In discussing the fingerprinting process he says –
“Attorneys, CPAs, enrolled agents, enrolled retirement plan agent and enrolled actuaries are not likely to be required to be fingerprinted. But they must declare whether they have been convicted in a felony the last 10 years. This is one of the standard questions in the PTIN application.”
Enough is enough!
It is bad enough that attorneys and CPAs are exempt from the initial proficiency test and required CPE in federal taxation, allegedly because they have already passed tests (with little if anything to do with 1040s) and are already required to take CPE (but not in federal taxation). But if I have to waste my time and drag myself to some supposed central location and be fingerprinted in order to continue to make a living why not attorneys and CPAs who want to prepare 1040s?
And conversely, if the IRS is willing to take the word of someone with initials already after their name that they have not been convicted of a felony in the past 10 years why is my word not just as good?
Why this fingerprinting in the first place? Registration is good, but this is going overboard. Fingerprinting has nothing to do with verifying one’s ability to prepare 1040s.
EA’s were not fingerprinted when they applied for the designation (according to an EA). I do not believe CPAs or attorneys are fingerprinted before being awarded their initials (if I am wrong, please tell me). I don’t know if engineers or architects or doctors are fingerprinted as part of their regulation regime, but I doubt it very much. I do know that EROs (Electronic Return Originators) were fingerprinted, which is also ridiculous.
It is my understanding that the fingerprinting is solely for the purpose of doing the “background check”. The fingerprint record will be destroyed once this has been processed, and not kept in a permanent data base. This better be true!
The proficiency exams will begin soon, and I must pass it by 2013. I am not rushing out to be among the first to be tested. I will wait until they are sure that it works properly.
To be perfectly honest, I am secretly hoping that there will be so many problems with administering the test that the IRS will rethink its position and decide to do some kind of “grandfathering”.
Also exempt from the proficiency test are supervised employees of attorneys, CPAs, or EAs employed by a law firm, CPA firm, or other recognized firm, who prepare but do not sign, and are not required to sign, federal 1040s (and 1040As). These are the “underlings” of CPA and legal firms who actually do all or most of the work but do not sign the return so the client thinks a CPA or lawyer prepared the return and will pay the excessive fee.

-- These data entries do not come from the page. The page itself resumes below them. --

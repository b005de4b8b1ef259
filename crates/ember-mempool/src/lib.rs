//! # ember-mempool
//!
//! Transaction memory pool for the Ember blockchain.
//!
//! This crate provides:
//! - Entry storage with precomputed ancestor statistics (cumulative size,
//!   modified fees and signature-operation cost)
//! - An index ordered by ancestor fee rate, the ordering block assembly
//!   walks
//! - Ancestor and descendant enumeration over in-pool dependencies

mod entry;
mod error;
mod ordering;
mod pool;

pub use entry::MempoolEntry;
pub use error::{MempoolError, MempoolResult};
pub use ordering::AncestorScore;
pub use pool::{Mempool, MempoolView};
//! Mempool entries.

use crate::ordering::AncestorScore;
use ember_primitives::{Amount, Hash256, Transaction};
use std::collections::BTreeSet;
use std::sync::Arc;

/// One pending transaction together with its precomputed ancestor
/// aggregates. The aggregates always include the entry itself.
#[derive(Clone, Debug)]
pub struct MempoolEntry {
    /// The transaction body.
    pub tx: Arc<Transaction>,
    txid: Hash256,
    /// Virtual size of this transaction alone.
    pub tx_size: u64,
    /// Fee paid by this transaction alone.
    pub fee: Amount,
    /// Fee plus any priority delta applied to this transaction.
    pub modified_fee: Amount,
    /// Signature-operation cost of this transaction alone.
    pub sigop_cost: i64,
    /// Virtual size of this transaction and all in-pool ancestors.
    pub size_with_ancestors: u64,
    /// Modified fees of this transaction and all in-pool ancestors.
    pub mod_fees_with_ancestors: Amount,
    /// Signature-operation cost of this transaction and all in-pool
    /// ancestors.
    pub sigops_with_ancestors: i64,
    /// Number of transactions in the ancestor package, including this one.
    pub count_with_ancestors: u64,
    /// Direct in-pool parents.
    pub parents: BTreeSet<Hash256>,
}

impl MempoolEntry {
    pub(crate) fn new(
        tx: Arc<Transaction>,
        fee: Amount,
        fee_delta: Amount,
        sigop_cost: i64,
        parents: BTreeSet<Hash256>,
    ) -> Self {
        let txid = tx.txid();
        let tx_size = tx.vsize();
        let modified_fee = fee + fee_delta;
        MempoolEntry {
            tx,
            txid,
            tx_size,
            fee,
            modified_fee,
            sigop_cost,
            size_with_ancestors: tx_size,
            mod_fees_with_ancestors: modified_fee,
            sigops_with_ancestors: sigop_cost,
            count_with_ancestors: 1,
            parents,
        }
    }

    /// The transaction id.
    pub fn txid(&self) -> Hash256 {
        self.txid
    }

    /// Ordering key over the entry's ancestor aggregates.
    pub fn score_key(&self) -> AncestorScore {
        AncestorScore {
            fees: self.mod_fees_with_ancestors,
            size: self.size_with_ancestors,
            txid: self.txid,
        }
    }
}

These employees have not passed the CPA exam or the Bar exam (not that they are anh test of 1040 knowledge). There is no proof, via the testing that is required of me, that they know their arse from a hole in the ground about federal income taxes. So why are they exempt?
First of all there should be grandfathering. For example, as I suggested in my letter to the IRS on the subject back in the summer of 2009, “tax practitioners who have been preparing federal individual income tax returns consistently for five years (60 months), who have earned 50 hours of Continuing Professional Education credit in Individual Income Taxation in the two year (24 month) period prior to registration, and who are not currently prohibited from preparing federal income tax returns because of past bad acts will be exempt from taking the initial proficiency examination.” This is merely my suggestion. The look-back period and accumulated CPE could be different.
Second, ALL individuals who are required to have a PTIN – basically all individuals who want to prepare 1040s (and 1040As) for a fee – except Eas would be required to take the proficiency test, unless exempt under grandfathering, and maintain 15 hours of CPE in federal income tax annually. This includes CPAs and attorneys and supervised employees. Enrolled Agents would be exempt because they have already passed a more extensive test in federal taxation and have annual federal taxation CPE requirements in excess of the RTRP. CPAs and attorneys who pass the test, or are grandfathered, and maintain the CPE will be endowed with the additional initials RTRP (i.e. John Doe, CPA, RTRP). Only RTRPs and EAs will be allowed to prepare federal individual income tax returns for a fee.